### Your assignment
Pull every line containing "Result" out of the listing below.

BEGIN

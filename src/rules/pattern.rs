use std::fmt;

use glob::Pattern as GlobPattern;

use super::error::RuleError;
use crate::mime::Mime;

/// Sentinel key selecting the fallback rule
pub const DEFAULT_SENTINEL: &str = "default";

/// Rule pattern, classified by shape when the rule table is built
#[derive(Debug, Clone)]
pub enum Pattern {
    /// `type/subtype`, either segment may be `*`
    Mime(Mime),
    /// Glob expression matched against the whole classification
    Glob { original: String, spec: GlobPattern },
    /// File extension including the leading `.`
    Extension(String),
    /// The `default` sentinel; never matches during primary matching
    Default,
    /// Any other token, compared verbatim
    Literal(String),
}

impl Pattern {
    /// Classify a trimmed pattern token by its shape.
    ///
    /// Shape checks run in a fixed order: a `/` makes it a MIME pattern,
    /// then glob metacharacters, then a leading `.`, then the sentinel.
    ///
    /// # Errors
    /// * Returns `RuleError::EmptyPattern` if `token` is empty.
    /// * Returns `RuleError::InvalidGlob` if a glob-shaped token fails to parse.
    pub fn parse(token: &str) -> Result<Self, RuleError> {
        if token.is_empty() {
            return Err(RuleError::EmptyPattern {
                key: token.to_string(),
            });
        }
        if token.contains('/') {
            return Ok(Self::Mime(Mime::parse(token)));
        }
        if is_glob_token(token) {
            return GlobPattern::new(token)
                .map(|spec| Self::Glob {
                    original: token.to_string(),
                    spec,
                })
                .map_err(|e| RuleError::glob_parse(token, &e.to_string()));
        }
        if token.starts_with('.') {
            return Ok(Self::Extension(token.to_string()));
        }
        if token == DEFAULT_SENTINEL {
            return Ok(Self::Default);
        }
        Ok(Self::Literal(token.to_string()))
    }

    /// Test a single classification string against this pattern.
    #[must_use]
    pub fn matches(&self, classification: &str) -> bool {
        match self {
            Self::Mime(pattern) => pattern.matches(&Mime::parse(classification)),
            Self::Glob { spec, .. } => spec.matches(classification),
            Self::Extension(ext) | Self::Literal(ext) => ext == classification,
            Self::Default => false,
        }
    }

    #[must_use]
    pub const fn is_default(&self) -> bool {
        matches!(self, Self::Default)
    }

    #[must_use]
    pub fn original(&self) -> &str {
        match self {
            Self::Mime(mime) => mime.value(),
            Self::Glob { original, .. } => original,
            Self::Extension(s) | Self::Literal(s) => s,
            Self::Default => DEFAULT_SENTINEL,
        }
    }
}

fn is_glob_token(token: &str) -> bool {
    token.contains('*') || token.contains('?') || token.contains('[')
}

impl fmt::Display for Pattern {
    fn fmt(&self, f: &mut fmt::Formatter<'_>) -> fmt::Result {
        f.write_str(self.original())
    }
}

impl PartialEq for Pattern {
    fn eq(&self, other: &Self) -> bool {
        match (self, other) {
            (Self::Mime(a), Self::Mime(b)) => a == b,
            (Self::Glob { original: a, .. }, Self::Glob { original: b, .. })
            | (Self::Extension(a), Self::Extension(b))
            | (Self::Literal(a), Self::Literal(b)) => a == b,
            (Self::Default, Self::Default) => true,
            _ => false,
        }
    }
}

impl Eq for Pattern {}

#[cfg(test)]
mod tests {
    use super::*;

    #[test]
    fn test_shape_detection() {
        assert!(matches!(Pattern::parse("image/*").unwrap(), Pattern::Mime(_)));
        assert!(matches!(Pattern::parse("*.tar.*").unwrap(), Pattern::Glob { .. }));
        assert!(matches!(Pattern::parse(".md").unwrap(), Pattern::Extension(_)));
        assert!(matches!(Pattern::parse("default").unwrap(), Pattern::Default));
        assert!(matches!(Pattern::parse("directory").unwrap(), Pattern::Literal(_)));
    }

    #[test]
    fn test_slash_wins_over_glob() {
        // `*` in a MIME segment is a segment wildcard, not a glob
        let pattern = Pattern::parse("*/gif").unwrap();
        assert!(matches!(pattern, Pattern::Mime(_)));
        assert!(pattern.matches("image/gif"));
        assert!(!pattern.matches("gif"));
    }

    #[test]
    fn test_glob_wins_over_extension() {
        let pattern = Pattern::parse(".m?").unwrap();
        assert!(matches!(pattern, Pattern::Glob { .. }));
        assert!(pattern.matches(".md"));
        assert!(!pattern.matches(".rs"));
    }

    #[test]
    fn test_extension_is_exact() {
        let pattern = Pattern::parse(".md").unwrap();
        assert!(pattern.matches(".md"));
        assert!(!pattern.matches(".MD"));
        assert!(!pattern.matches(".mdx"));
        assert!(!pattern.matches("text/markdown"));
    }

    #[test]
    fn test_default_never_matches() {
        let pattern = Pattern::parse("default").unwrap();
        assert!(pattern.is_default());
        assert!(!pattern.matches("default"));
        assert!(!pattern.matches("text/plain"));
    }

    #[test]
    fn test_invalid_glob_is_error() {
        let err = Pattern::parse("[abc").unwrap_err();
        assert!(matches!(err, RuleError::InvalidGlob { .. }));
    }

    #[test]
    fn test_empty_is_error() {
        assert!(matches!(
            Pattern::parse("").unwrap_err(),
            RuleError::EmptyPattern { .. }
        ));
    }

    #[test]
    fn test_original_round_trips_text() {
        for token in ["image/gif", "*.log", ".md", "default", "directory"] {
            assert_eq!(Pattern::parse(token).unwrap().original(), token);
        }
    }
}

END

### Answer below
    pub fn parse(token: &str) -> Result<Self, RuleError> {
    fn fmt(&self, f: &mut fmt::Formatter<'_>) -> fmt::Result {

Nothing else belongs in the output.